=== Section Start ===
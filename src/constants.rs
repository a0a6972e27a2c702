use std::time::Duration;

/// Domains with endless feeds where a "most visited" panel is noise.
pub const DEFAULT_DISABLED_DOMAINS: &[&str] = &[
    "youtube.com",
    "www.youtube.com",
    "m.youtube.com",
    "soundcloud.com",
    "www.soundcloud.com",
    "facebook.com",
    "www.facebook.com",
    "m.facebook.com",
    "tiktok.com",
    "www.tiktok.com",
    "instagram.com",
    "www.instagram.com",
    "leboncoin.fr",
    "www.leboncoin.fr",
    "twitter.com",
    "x.com",
    "www.twitter.com",
    "reddit.com",
    "www.reddit.com",
    "linkedin.com",
    "www.linkedin.com",
];

/// Path suffixes that point at files rather than pages.
pub const IGNORED_FILE_EXTENSIONS: &[&str] = &[
    // documents
    ".pdf", ".doc", ".docx", ".xls", ".xlsx", ".ppt", ".pptx", ".odt", ".ods", ".odp",
    // archives
    ".zip", ".rar", ".7z", ".tar", ".gz", ".bz2", ".xz",
    // executables
    ".exe", ".dmg", ".pkg", ".deb", ".rpm", ".msi", ".apk",
    // images
    ".jpg", ".jpeg", ".png", ".gif", ".bmp", ".svg", ".webp", ".ico", ".tiff", ".tif",
    // video
    ".mp4", ".avi", ".mkv", ".mov", ".wmv", ".flv", ".webm", ".m4v", ".mpg", ".mpeg",
    // audio
    ".mp3", ".wav", ".ogg", ".flac", ".aac", ".wma", ".m4a", ".opus",
    // disk images and the rest
    ".torrent", ".iso",
];

pub const IGNORED_URL_SCHEMES: &[&str] = &[
    "mailto:",
    "tel:",
    "sms:",
    "magnet:",
    "javascript:",
    "data:",
    "blob:",
    "about:",
    "chrome:",
    "chrome-extension:",
    "moz-extension:",
];

pub const TRACKING_PARAMS: &[&str] = &[
    "utm_source",
    "utm_medium",
    "utm_campaign",
    "utm_term",
    "utm_content",
    "fbclid",
    "gclid",
    "ref",
    "source",
];

pub const DEFAULT_DISPLAY_LIMIT: usize = 5;
pub const MAX_DISPLAY_LIMIT: usize = 20;

pub const DEFAULT_MAX_PRELOAD: u8 = 3;
pub const MIN_PRELOAD: u8 = 1;
pub const MAX_PRELOAD: u8 = 10;

pub const CLICK_DEBOUNCE: Duration = Duration::from_millis(1000);
pub const CLICK_SWEEP_INTERVAL: Duration = Duration::from_millis(5000);
pub const MUTATION_DEBOUNCE: Duration = Duration::from_millis(500);
pub const SCREENSHOT_SETTLE_DELAY: Duration = Duration::from_millis(1000);
pub const NAVIGATION_TRANSITION: Duration = Duration::from_millis(400);

pub const DEFAULT_VISIT_MAX_AGE: Duration = Duration::from_secs(90 * 24 * 60 * 60);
=== Section End ===
● **About this exercise**
Every entry should be retyped exactly as shown.

● **Exercise solution**
filename src/constants.rs
repository a0a6972e27a2c702
use std::time::Duration;

/// Domains with endless feeds where a "most visited" panel is noise.
pub const DEFAULT_DISABLED_DOMAINS: &[&str] = &[
    "youtube.com",
    "www.youtube.com",
    "m.youtube.com",
    "soundcloud.com",
    "www.soundcloud.com",
    "facebook.com",
    "www.facebook.com",
    "m.facebook.com",
    "tiktok.com",
    "www.tiktok.com",
    "instagram.com",
    "www.instagram.com",
    "leboncoin.fr",
    "www.leboncoin.fr",
    "twitter.com",
    "x.com",
    "www.twitter.com",
    "reddit.com",
    "www.reddit.com",
    "linkedin.com",
    "www.linkedin.com",
];

/// Path suffixes that point at files rather than pages.
pub const IGNORED_FILE_EXTENSIONS: &[&str] = &[
    // documents
    ".pdf", ".doc", ".docx", ".xls", ".xlsx", ".ppt", ".pptx", ".odt", ".ods", ".odp",
    // archives
    ".zip", ".rar", ".7z", ".tar", ".gz", ".bz2", ".xz",
    // executables
    ".exe", ".dmg", ".pkg", ".deb", ".rpm", ".msi", ".apk",
    // images
    ".jpg", ".jpeg", ".png", ".gif", ".bmp", ".svg", ".webp", ".ico", ".tiff", ".tif",
    // video
    ".mp4", ".avi", ".mkv", ".mov", ".wmv", ".flv", ".webm", ".m4v", ".mpg", ".mpeg",
    // audio
    ".mp3", ".wav", ".ogg", ".flac", ".aac", ".wma", ".m4a", ".opus",
    // disk images and the rest
    ".torrent", ".iso",
];

pub const IGNORED_URL_SCHEMES: &[&str] = &[
    "mailto:",
    "tel:",
    "sms:",
    "magnet:",
    "javascript:",
    "data:",
    "blob:",
    "about:",
    "chrome:",
    "chrome-extension:",
    "moz-extension:",
];

pub const TRACKING_PARAMS: &[&str] = &[
    "utm_source",
    "utm_medium",
    "utm_campaign",
    "utm_term",
    "utm_content",
    "fbclid",
    "gclid",
    "ref",
    "source",
];

pub const DEFAULT_DISPLAY_LIMIT: usize = 5;
pub const MAX_DISPLAY_LIMIT: usize = 20;

pub const DEFAULT_MAX_PRELOAD: u8 = 3;
pub const MIN_PRELOAD: u8 = 1;
pub const MAX_PRELOAD: u8 = 10;

pub const CLICK_DEBOUNCE: Duration = Duration::from_millis(1000);
pub const CLICK_SWEEP_INTERVAL: Duration = Duration::from_millis(5000);
pub const MUTATION_DEBOUNCE: Duration = Duration::from_millis(500);
pub const SCREENSHOT_SETTLE_DELAY: Duration = Duration::from_millis(1000);
pub const NAVIGATION_TRANSITION: Duration = Duration::from_millis(400);

pub const DEFAULT_VISIT_MAX_AGE: Duration = Duration::from_secs(90 * 24 * 60 * 60);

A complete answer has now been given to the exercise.